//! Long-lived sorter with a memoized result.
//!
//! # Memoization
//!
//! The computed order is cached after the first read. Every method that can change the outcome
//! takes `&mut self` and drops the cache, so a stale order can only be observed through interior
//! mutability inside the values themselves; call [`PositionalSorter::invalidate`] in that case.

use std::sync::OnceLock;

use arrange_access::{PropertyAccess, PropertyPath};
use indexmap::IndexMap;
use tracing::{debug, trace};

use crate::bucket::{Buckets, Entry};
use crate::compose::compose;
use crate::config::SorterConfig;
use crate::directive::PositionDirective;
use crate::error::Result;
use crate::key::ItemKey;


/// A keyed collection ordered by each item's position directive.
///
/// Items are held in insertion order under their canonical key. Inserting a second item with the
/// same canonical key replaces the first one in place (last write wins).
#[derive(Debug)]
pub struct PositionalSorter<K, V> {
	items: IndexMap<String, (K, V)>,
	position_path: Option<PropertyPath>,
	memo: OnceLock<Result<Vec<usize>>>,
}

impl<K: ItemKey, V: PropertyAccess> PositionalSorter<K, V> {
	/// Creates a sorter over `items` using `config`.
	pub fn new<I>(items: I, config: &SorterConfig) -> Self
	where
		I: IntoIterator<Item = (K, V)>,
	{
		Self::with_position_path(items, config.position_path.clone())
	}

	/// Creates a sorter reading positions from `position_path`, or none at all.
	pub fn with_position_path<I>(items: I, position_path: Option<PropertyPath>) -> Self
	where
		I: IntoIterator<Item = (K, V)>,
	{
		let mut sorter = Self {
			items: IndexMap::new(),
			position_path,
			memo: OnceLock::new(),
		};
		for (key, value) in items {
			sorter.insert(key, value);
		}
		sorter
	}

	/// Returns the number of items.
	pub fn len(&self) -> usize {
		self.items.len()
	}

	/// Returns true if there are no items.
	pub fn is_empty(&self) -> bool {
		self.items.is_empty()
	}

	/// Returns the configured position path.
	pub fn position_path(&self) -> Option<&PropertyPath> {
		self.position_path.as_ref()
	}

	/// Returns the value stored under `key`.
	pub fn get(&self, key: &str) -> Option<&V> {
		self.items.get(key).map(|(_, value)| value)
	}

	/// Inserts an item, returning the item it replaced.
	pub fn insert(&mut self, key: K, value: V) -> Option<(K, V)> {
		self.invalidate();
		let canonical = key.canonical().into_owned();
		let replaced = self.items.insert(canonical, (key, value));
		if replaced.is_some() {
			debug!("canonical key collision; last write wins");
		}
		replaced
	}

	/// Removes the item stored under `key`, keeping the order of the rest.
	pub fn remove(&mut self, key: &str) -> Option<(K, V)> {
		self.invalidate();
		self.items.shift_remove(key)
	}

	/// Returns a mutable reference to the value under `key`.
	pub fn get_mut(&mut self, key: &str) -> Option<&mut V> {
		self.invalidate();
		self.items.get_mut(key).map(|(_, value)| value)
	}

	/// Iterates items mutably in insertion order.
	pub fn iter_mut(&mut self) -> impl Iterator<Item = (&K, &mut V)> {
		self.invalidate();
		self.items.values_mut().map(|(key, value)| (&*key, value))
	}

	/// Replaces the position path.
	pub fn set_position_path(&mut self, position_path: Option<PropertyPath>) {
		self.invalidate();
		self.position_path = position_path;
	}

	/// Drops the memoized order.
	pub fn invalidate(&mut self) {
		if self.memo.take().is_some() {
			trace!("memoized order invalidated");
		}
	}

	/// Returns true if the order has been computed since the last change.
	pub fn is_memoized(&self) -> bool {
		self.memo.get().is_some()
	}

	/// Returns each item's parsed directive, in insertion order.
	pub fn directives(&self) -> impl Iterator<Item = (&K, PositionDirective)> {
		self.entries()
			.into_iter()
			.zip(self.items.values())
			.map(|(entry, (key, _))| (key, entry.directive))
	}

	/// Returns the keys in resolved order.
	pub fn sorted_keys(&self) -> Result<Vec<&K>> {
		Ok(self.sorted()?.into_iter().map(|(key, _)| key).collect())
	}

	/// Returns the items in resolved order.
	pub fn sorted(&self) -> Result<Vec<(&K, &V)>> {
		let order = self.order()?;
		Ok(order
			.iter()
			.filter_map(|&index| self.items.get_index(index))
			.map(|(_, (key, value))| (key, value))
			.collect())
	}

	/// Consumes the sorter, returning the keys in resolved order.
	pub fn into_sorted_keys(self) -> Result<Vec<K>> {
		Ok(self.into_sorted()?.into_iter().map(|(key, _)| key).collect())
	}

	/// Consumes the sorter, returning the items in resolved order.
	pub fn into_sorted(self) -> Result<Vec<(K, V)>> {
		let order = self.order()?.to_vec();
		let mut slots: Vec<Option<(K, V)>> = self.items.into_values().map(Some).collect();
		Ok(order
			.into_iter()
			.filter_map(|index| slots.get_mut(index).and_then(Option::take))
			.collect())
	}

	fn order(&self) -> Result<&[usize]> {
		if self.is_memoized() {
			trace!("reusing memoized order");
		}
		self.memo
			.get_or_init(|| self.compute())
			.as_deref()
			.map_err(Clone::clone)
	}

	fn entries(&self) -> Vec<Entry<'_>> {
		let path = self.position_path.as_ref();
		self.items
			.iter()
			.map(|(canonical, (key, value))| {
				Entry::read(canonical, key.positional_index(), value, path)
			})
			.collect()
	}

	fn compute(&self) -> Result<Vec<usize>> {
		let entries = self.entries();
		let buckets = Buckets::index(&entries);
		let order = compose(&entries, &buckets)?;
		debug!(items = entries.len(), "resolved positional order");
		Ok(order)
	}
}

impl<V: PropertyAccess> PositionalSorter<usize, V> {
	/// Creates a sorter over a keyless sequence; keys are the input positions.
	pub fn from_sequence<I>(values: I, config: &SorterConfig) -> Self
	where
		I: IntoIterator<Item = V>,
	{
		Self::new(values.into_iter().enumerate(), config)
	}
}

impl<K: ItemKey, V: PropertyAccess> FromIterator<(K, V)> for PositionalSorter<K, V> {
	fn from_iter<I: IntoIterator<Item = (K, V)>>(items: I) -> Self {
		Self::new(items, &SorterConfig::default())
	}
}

________________

• [Problem details] Output only the lines from the one with "impl<K: ItemKey, V: PropertyAccess> FromIterator<(K, V)>" through the last line of the entries above; please keep them exact.

• [Reply]
impl<K: ItemKey, V: PropertyAccess> FromIterator<(K, V)> for PositionalSorter<K, V> {
	fn from_iter<I: IntoIterator<Item = (K, V)>>(items: I) -> Self {
		Self::new(items, &SorterConfig::default())
	}
}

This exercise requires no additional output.